Known as ‘capo’ for short, the sport is gaining ground mostly in schools where there are ‘capo clubs.’
Here’s a very simplified explanation of the sport: capoeira is taught by ‘mestres’ (masters) and thus has lineages—this is the reason for the various capoeira schools around.
Like many martial arts, participants move up through various levels and gain different colored ‘cordas’ (the equivalent would be ‘belts’ in karate, judo, and so on). Capoeiristas are called by their ‘apellido,’ a name that is bestowed upon them on their ‘batizado’—baptismal’ or graduation—which also includes the ‘troca de corda’ or ‘belt change,’ sort of a moving-up ceremony.
An aside: an interesting thing about cords is that the students and teachers make them themselves prior to the ceremony. Lengths of cord are measured, cut, and painted. They are never washed, a mark of how hard the capoerista has been practicing, and old ones are carefully folded and put away.
Kadara is the school founded by Mestre Cicatriz. It has various chapters around the world, including the Philippines. The school here, run by Joseph Pagulayan, known as Coach Leao (‘lion’) had a batizado ceremony last April 14.
Prior to that date, workshops were conducted by Mestre himself and high-level practitioners visiting from abroad including Instrutor Serpente and Instrutor Trovão, and special guests Urso, Kara, and Macaquinho.
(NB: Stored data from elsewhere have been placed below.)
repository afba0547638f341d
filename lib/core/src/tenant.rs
//! Tenant identity extraction.
//!
//! Authentication and session handling live in the upstream gateway; by
//! the time a request reaches this server, the gateway has resolved the
//! caller and stamped `X-Org-Id` / `X-User-Id` headers. Every read and
//! write in the batch module is scoped by the extracted `org_id` — a
//! request without one is rejected before any handler logic runs.

use axum::extract::FromRequestParts;
use axum::http::request::Parts;

use crate::error::ServiceError;

/// The resolved caller: which tenant, and (optionally) which user.
#[derive(Debug, Clone, PartialEq, Eq)]
pub struct Tenant {
    /// Tenant id. Scopes every storage key and predicate.
    pub org_id: String,

    /// User id, when the gateway identified a person rather than a
    /// service account. Recorded on audit events.
    pub user_id: Option<String>,
}

impl<S> FromRequestParts<S> for Tenant
where
    S: Send + Sync,
{
    type Rejection = ServiceError;

    async fn from_request_parts(parts: &mut Parts, _state: &S) -> Result<Self, Self::Rejection> {
        let org_id = parts
            .headers
            .get("x-org-id")
            .and_then(|v| v.to_str().ok())
            .filter(|s| !s.is_empty())
            .map(String::from)
            .ok_or_else(|| ServiceError::Unauthorized("missing X-Org-Id header".into()))?;

        // Storage keys are colon-delimited; an org id containing `:`
        // would alias into another tenant's key namespace.
        if org_id.contains(':') {
            return Err(ServiceError::Unauthorized(
                "invalid X-Org-Id header".into(),
            ));
        }

        let user_id = parts
            .headers
            .get("x-user-id")
            .and_then(|v| v.to_str().ok())
            .filter(|s| !s.is_empty())
            .map(String::from);

        Ok(Tenant { org_id, user_id })
    }
}

/// The caller-supplied idempotency token, from `X-Request-Id`.
///
/// Absent header means the call is not deduplicated. The raw token is
/// never used as a storage key on its own — the idempotency layer scopes
/// it by tenant and operation to avoid cross-tenant collisions when a
/// client reuses a header value.
#[derive(Debug, Clone, Default)]
pub struct RequestId(pub Option<String>);

impl<S> FromRequestParts<S> for RequestId
where
    S: Send + Sync,
{
    type Rejection = std::convert::Infallible;

    async fn from_request_parts(parts: &mut Parts, _state: &S) -> Result<Self, Self::Rejection> {
        let id = parts
            .headers
            .get("x-request-id")
            .and_then(|v| v.to_str().ok())
            .filter(|s| !s.is_empty())
            .map(String::from);
        Ok(RequestId(id))
    }
}
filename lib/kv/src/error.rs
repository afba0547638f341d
use thiserror::Error;

#[derive(Error, Debug)]
pub enum KVError {
    #[error("storage error: {0}")]
    Storage(String),

    #[error("serialization error: {0}")]
    Serialization(String),
}
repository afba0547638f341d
mod batch;
mod event;
mod idempotency;

pub use batch::{Batch, BatchStatus, Phase};
pub use event::{BatchEvent, EventType};
pub use idempotency::{IdempotencyRecord, IdempotencyState};
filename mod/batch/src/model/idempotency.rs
use serde::{Deserialize, Serialize};

/// Lifecycle of an idempotency record.
#[derive(Debug, Clone, Copy, PartialEq, Eq, Serialize, Deserialize)]
#[serde(rename_all = "SCREAMING_SNAKE_CASE")]
pub enum IdempotencyState {
    /// A request holding this key is in flight. Concurrent callers wait.
    Pending,
    /// The first execution finished; `status`/`body` hold its result.
    Done,
}

/// IdempotencyRecord — written at most twice (Pending, then Done) and
/// never afterwards. Expired records are reclaimed by the next caller
/// presenting the same key.
#[derive(Debug, Clone, Serialize, Deserialize, PartialEq)]
#[serde(rename_all = "camelCase")]
pub struct IdempotencyRecord {
    /// Fully-scoped key: tenant + operation + client token.
    pub key: String,

    pub state: IdempotencyState,

    /// HTTP status of the first successful execution (Done only).
    #[serde(default)]
    pub status: u16,

    /// Response body of the first successful execution (Done only).
    #[serde(default)]
    pub body: serde_json::Value,

    pub created_at: String,

    /// Unix seconds. Past this instant the record no longer dedupes.
    pub expires_at: i64,
}

impl IdempotencyRecord {
    pub fn is_expired(&self, now_unix: i64) -> bool {
        now_unix >= self.expires_at
    }
}

#[cfg(test)]
mod tests {
    use super::*;

    #[test]
    fn roundtrip_and_expiry() {
        let rec = IdempotencyRecord {
            key: "idem:org1:move:b1:req-1".into(),
            state: IdempotencyState::Pending,
            status: 0,
            body: serde_json::Value::Null,
            created_at: "2025-06-30T08:00:00+00:00".into(),
            expires_at: 1_751_270_700,
        };
        let back: IdempotencyRecord =
            serde_json::from_str(&serde_json::to_string(&rec).unwrap()).unwrap();
        assert_eq!(rec, back);
        assert!(!rec.is_expired(rec.expires_at - 1));
        assert!(rec.is_expired(rec.expires_at));
    }
}
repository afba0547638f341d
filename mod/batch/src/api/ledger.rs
use axum::{
    Json, Router,
    extract::{Path, State},
    response::Response,
    routing::post,
};
use serde::Deserialize;

use potline_core::{RequestId, ServiceError, Tenant};

use super::{AppState, actor, reply, to_body};
use crate::service::ledger::{DumpInput, MoveInput, TransplantInput};

pub fn routes() -> Router<AppState> {
    Router::new()
        .route("/batches/{id}/move", post(move_batch))
        .route("/batches/{id}/dump", post(dump_batch))
        .route("/batches/{id}/archive", post(archive_batch))
        .route("/transplant", post(transplant))
}

async fn move_batch(
    State(svc): State<AppState>,
    tenant: Tenant,
    request_id: RequestId,
    Path(id): Path<String>,
    Json(body): Json<MoveInput>,
) -> Result<Response, ServiceError> {
    let act = actor(&tenant, &request_id);
    let org = tenant.org_id;
    let scope = format!("move:{}", id);
    let (status, value) = svc
        .execute_idempotent(&org, &scope, request_id.0.as_deref(), || {
            let out = svc.move_batch(&org, &id, body, &act)?;
            Ok((201, to_body(&out)?))
        })
        .await?;
    Ok(reply(status, value))
}

async fn dump_batch(
    State(svc): State<AppState>,
    tenant: Tenant,
    request_id: RequestId,
    Path(id): Path<String>,
    Json(body): Json<DumpInput>,
) -> Result<Response, ServiceError> {
    let act = actor(&tenant, &request_id);
    let org = tenant.org_id;
    let scope = format!("dump:{}", id);
    let (status, value) = svc
        .execute_idempotent(&org, &scope, request_id.0.as_deref(), || {
            let out = svc.dump(&org, &id, body, &act)?;
            Ok((200, to_body(&out)?))
        })
        .await?;
    Ok(reply(status, value))
}

#[derive(Deserialize, Default)]
#[serde(rename_all = "camelCase")]
struct ArchiveBody {
    #[serde(default)]
    reason: Option<String>,
}

async fn archive_batch(
    State(svc): State<AppState>,
    tenant: Tenant,
    request_id: RequestId,
    Path(id): Path<String>,
    body: Option<Json<ArchiveBody>>,
) -> Result<Response, ServiceError> {
    let act = actor(&tenant, &request_id);
    let org = tenant.org_id;
    let reason = body.map(|Json(b)| b.reason).unwrap_or_default();
    let scope = format!("archive:{}", id);
    let (status, value) = svc
        .execute_idempotent(&org, &scope, request_id.0.as_deref(), || {
            let batch = svc.archive(&org, &id, reason, &act)?;
            Ok((200, to_body(&batch)?))
        })
        .await?;
    Ok(reply(status, value))
}

async fn transplant(
    State(svc): State<AppState>,
    tenant: Tenant,
    request_id: RequestId,
    Json(body): Json<TransplantInput>,
) -> Result<Response, ServiceError> {
    let act = actor(&tenant, &request_id);
    let org = tenant.org_id;
    let (status, value) = svc
        .execute_idempotent(&org, "transplant", request_id.0.as_deref(), || {
            let out = svc.transplant(&org, body, &act)?;
            Ok((201, to_body(&out)?))
        })
        .await?;
    Ok(reply(status, value))
}
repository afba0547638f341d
//! `potlined` — the Potline server binary.
//!
//! Usage:
//!   potlined -c <context-name-or-path> [--listen <addr>]
//!
//! The context name resolves to `/etc/potline/<name>.toml`.
//! If a path with `/` or `.` is given, it's used directly.

mod config;
mod routes;

use std::sync::Arc;

use clap::Parser;
use potline_core::Module;
use tracing::info;

use config::ServerConfig;

/// How often expired idempotency records are garbage-collected.
const IDEMPOTENCY_SWEEP_SECS: u64 = 300;

/// Potline server.
#[derive(Parser, Debug)]
#[command(name = "potlined", about = "Potline nursery operations server")]
struct Cli {
    /// Context name or path to config file.
    #[arg(short = 'c', long = "config", required = true)]
    config: String,

    /// Listen address (overrides the config file).
    #[arg(long = "listen")]
    listen: Option<String>,
}

#[tokio::main]
async fn main() -> anyhow::Result<()> {
    // Initialize logging.
    tracing_subscriber::fmt()
        .with_env_filter(
            tracing_subscriber::EnvFilter::try_from_default_env()
                .unwrap_or_else(|_| "info".into()),
        )
        .init();

    let cli = Cli::parse();

    // Load server configuration.
    let config_path = ServerConfig::resolve_path(&cli.config);
    info!("Loading configuration from {}", config_path.display());
    let server_config = ServerConfig::load(&config_path)?;
    let listen = cli.listen.unwrap_or_else(|| server_config.listen.clone());

    // Initialize storage.
    let data_dir = std::path::PathBuf::from(&server_config.storage.data_dir);
    std::fs::create_dir_all(&data_dir)?;

    let core_config = potline_core::ServiceConfig {
        data_dir: Some(data_dir.clone()),
        listen: listen.clone(),
        ..Default::default()
    };

    let kv: Arc<dyn potline_kv::KVStore> = Arc::new(
        potline_kv::RedbStore::open(&core_config.resolve_db_path())
            .map_err(|e| anyhow::anyhow!("failed to open KV store: {}", e))?,
    );

    let batch_service = Arc::new(batch::service::BatchService::new(Arc::clone(&kv)));
    let batch_module = batch::BatchModule::new(Arc::clone(&batch_service));
    info!("Batch module initialized");

    // Expired idempotency records are reclaimed lazily on replay;
    // sweep the rest so unique tokens do not pile up.
    tokio::spawn({
        let service = Arc::clone(&batch_service);
        async move {
            let mut tick =
                tokio::time::interval(std::time::Duration::from_secs(IDEMPOTENCY_SWEEP_SECS));
            loop {
                tick.tick().await;
                if let Err(e) = service.sweep_expired_idempotency() {
                    tracing::warn!("idempotency sweep failed: {}", e);
                }
            }
        }
    });

    let module_routes = vec![(batch_module.name(), batch_module.routes())];

    // Build router.
    let app = routes::build_router(module_routes);

    // Start server.
    let listener = tokio::net::TcpListener::bind(&listen).await?;
    info!("Potline server listening on {}", listen);
    axum::serve(listener, app).await?;

    Ok(())
}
I attended the 2016 batizado where my daughter, writer Alex Alcasid, gained her first belt—the crua (‘raw’ or ‘natural’ cord). In 2016, there were over 100 participants, one of the most well-attended.
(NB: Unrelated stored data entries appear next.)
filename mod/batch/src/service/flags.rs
//! Batch flags — named boolean/enum/number attributes with their own
//! audited history. Independent of quantity: no conservation rules, no
//! delta on the FLAG_CHANGE event. Flags stay writable on archived
//! batches (a dead batch can still be marked `disposal_confirmed`).

use std::collections::BTreeMap;

use potline_core::{ServiceError, now_rfc3339};
use serde_json::json;
use tracing::info;

use super::{Actor, BatchService, store_err};
use crate::model::{BatchEvent, EventType};

impl BatchService {
    pub fn get_flags(
        &self,
        org: &str,
        batch_id: &str,
    ) -> Result<BTreeMap<String, serde_json::Value>, ServiceError> {
        Ok(self.get_batch(org, batch_id)?.flags)
    }

    /// Set (or, with a null value, clear) one flag and record the
    /// change. The batch update and the FLAG_CHANGE event share one
    /// write transaction.
    pub fn set_flag(
        &self,
        org: &str,
        batch_id: &str,
        key: &str,
        value: serde_json::Value,
        reason: Option<String>,
        actor: &Actor,
    ) -> Result<BTreeMap<String, serde_json::Value>, ServiceError> {
        if key.is_empty()
            || !key
                .bytes()
                .all(|b| b.is_ascii_alphanumeric() || b == b'_' || b == b'-')
        {
            return Err(ServiceError::Validation(format!(
                "invalid flag key '{}'",
                key
            )));
        }
        if value.is_object() || value.is_array() {
            return Err(ServiceError::Validation(
                "flag value must be a boolean, number, or string".into(),
            ));
        }

        let mut txn = self.kv.begin().map_err(store_err)?;
        let mut batch = Self::txn_read_batch(txn.as_ref(), org, batch_id)?;

        let old = if value.is_null() {
            batch.flags.remove(key)
        } else {
            batch.flags.insert(key.to_string(), value.clone())
        };
        batch.updated_at = now_rfc3339();
        Self::txn_write_batch(txn.as_mut(), &batch)?;
        Self::append_event(
            txn.as_mut(),
            org,
            batch_id,
            EventType::FlagChange,
            json!({
                "key": key,
                "old": old,
                "new": value,
                "reason": reason,
            }),
            actor,
        )?;
        txn.commit().map_err(store_err)?;

        info!(org, batch = batch_id, key, "flag changed");
        Ok(batch.flags)
    }

    /// Flag-change history for one batch, oldest first.
    pub fn flag_history(
        &self,
        org: &str,
        batch_id: &str,
    ) -> Result<Vec<BatchEvent>, ServiceError> {
        Ok(self
            .history(org, batch_id)?
            .into_iter()
            .filter(|e| e.event_type == EventType::FlagChange)
            .collect())
    }
}

#[cfg(test)]
mod tests {
    use std::sync::Arc;

    use potline_kv::RedbStore;

    use super::*;
    use crate::model::Phase;
    use crate::service::ledger::CheckinInput;

    fn temp_service() -> (tempfile::TempDir, BatchService) {
        let dir = tempfile::tempdir().unwrap();
        let store = Arc::new(RedbStore::open(&dir.path().join("test.redb")).unwrap());
        (dir, BatchService::new(store))
    }

    fn checkin(svc: &BatchService) -> String {
        svc.checkin(
            "org1",
            CheckinInput {
                phase: Phase::Plugs,
                quantity: 10,
                location_id: "L1".into(),
                supplier_id: None,
                variety: None,
                size: None,
                note: None,
            },
            &Actor::default(),
        )
        .unwrap()
        .id
    }

    #[test]
    fn set_and_clear_flag_with_history() {
        let (_dir, svc) = temp_service();
        let id = checkin(&svc);

        let flags = svc
            .set_flag("org1", &id, "spaced", json!(true), None, &Actor::default())
            .unwrap();
        assert_eq!(flags.get("spaced"), Some(&json!(true)));

        let flags = svc
            .set_flag(
                "org1",
                &id,
                "spaced",
                json!(false),
                Some("benches consolidated".into()),
                &Actor::default(),
            )
            .unwrap();
        assert_eq!(flags.get("spaced"), Some(&json!(false)));

        let flags = svc
            .set_flag("org1", &id, "spaced", json!(null), None, &Actor::default())
            .unwrap();
        assert!(flags.is_empty());

        let history = svc.flag_history("org1", &id).unwrap();
        assert_eq!(history.len(), 3);
        assert_eq!(history[1].payload.get("old"), Some(&json!(true)));
        assert_eq!(history[1].payload.get("new"), Some(&json!(false)));
        // Flag changes never carry a quantity delta.
        assert!(history.iter().all(|e| e.delta() == 0));
    }

    #[test]
    fn flag_changes_do_not_affect_reconciliation() {
        let (_dir, svc) = temp_service();
        let id = checkin(&svc);
        svc.set_flag("org1", &id, "grade", json!("A"), None, &Actor::default())
            .unwrap();
        let rec = svc.reconcile("org1", &id).unwrap();
        assert!(rec.consistent);
        assert_eq!(rec.current, 10);
    }

    #[test]
    fn rejects_bad_keys_and_compound_values() {
        let (_dir, svc) = temp_service();
        let id = checkin(&svc);

        for bad_key in ["", "has space", "has:colon"] {
            let err = svc
                .set_flag("org1", &id, bad_key, json!(true), None, &Actor::default())
                .unwrap_err();
            assert!(matches!(err, ServiceError::Validation(_)), "key {:?}", bad_key);
        }

        let err = svc
            .set_flag("org1", &id, "ok", json!({"nested": 1}), None, &Actor::default())
            .unwrap_err();
        assert!(matches!(err, ServiceError::Validation(_)));
    }

    #[test]
    fn flags_on_unknown_batch_are_not_found() {
        let (_dir, svc) = temp_service();
        assert!(matches!(
            svc.get_flags("org1", "missing").unwrap_err(),
            ServiceError::NotFound(_)
        ));
    }
}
This year, Alex moved to the next level, crua-amarela (natural-yellow) and received her capo name or ‘apellido’ – ‘Escritora’ (writer).
At the batizado, there were over 40 participants who participated in the ‘roda’ (‘wheel,’ pronounced ‘hoda’). “It’s how you play capoeira,” Escritora says. “And it’s ‘play’ capoeira, never ‘fight.’”
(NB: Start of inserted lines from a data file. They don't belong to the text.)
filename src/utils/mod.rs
//! Utilities
//!
//! Common utilities used throughout the application.

pub mod error;
pub mod paths;

pub use error::*;
pub use paths::*;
In the roda, they stand in a circle, a makeshift ring. Some clap, sing, and play drums, berimbau, and other instruments, lending their ‘axe’ (‘energy, pron. ‘ashe’) to two capoeristas who execute figures within the ring.
“it gave me purpose and a sense of discipline without having to conform to a certain way of doing things. It also enticed me because of the beauty of its philosophy,” says Filipino practitioner Urso (Jose Manuel Torres).
“It’s not just a workout,” says Escritora. ‘There’s a deep sense of family, I found a family in this community. They don’t leave anyone behind. Capoeira feels patient, it lets you grow into your own style, in your own way, in your own time.”
Capoeira is energetic and graceful, and prescribes certain forms while accommodating personal styles. “You can watch people doing ‘ginga’ (sway, flow) but each has they have their own way of doing it,” says Urso.
It’s perfect for those who enjoy dance and music while learning a useful martial art. For more information, check out the Capoeira Kadara Philippines page on Facebook.
Parabens to all those who got their cords and apellidos! Axe Familia Kadara!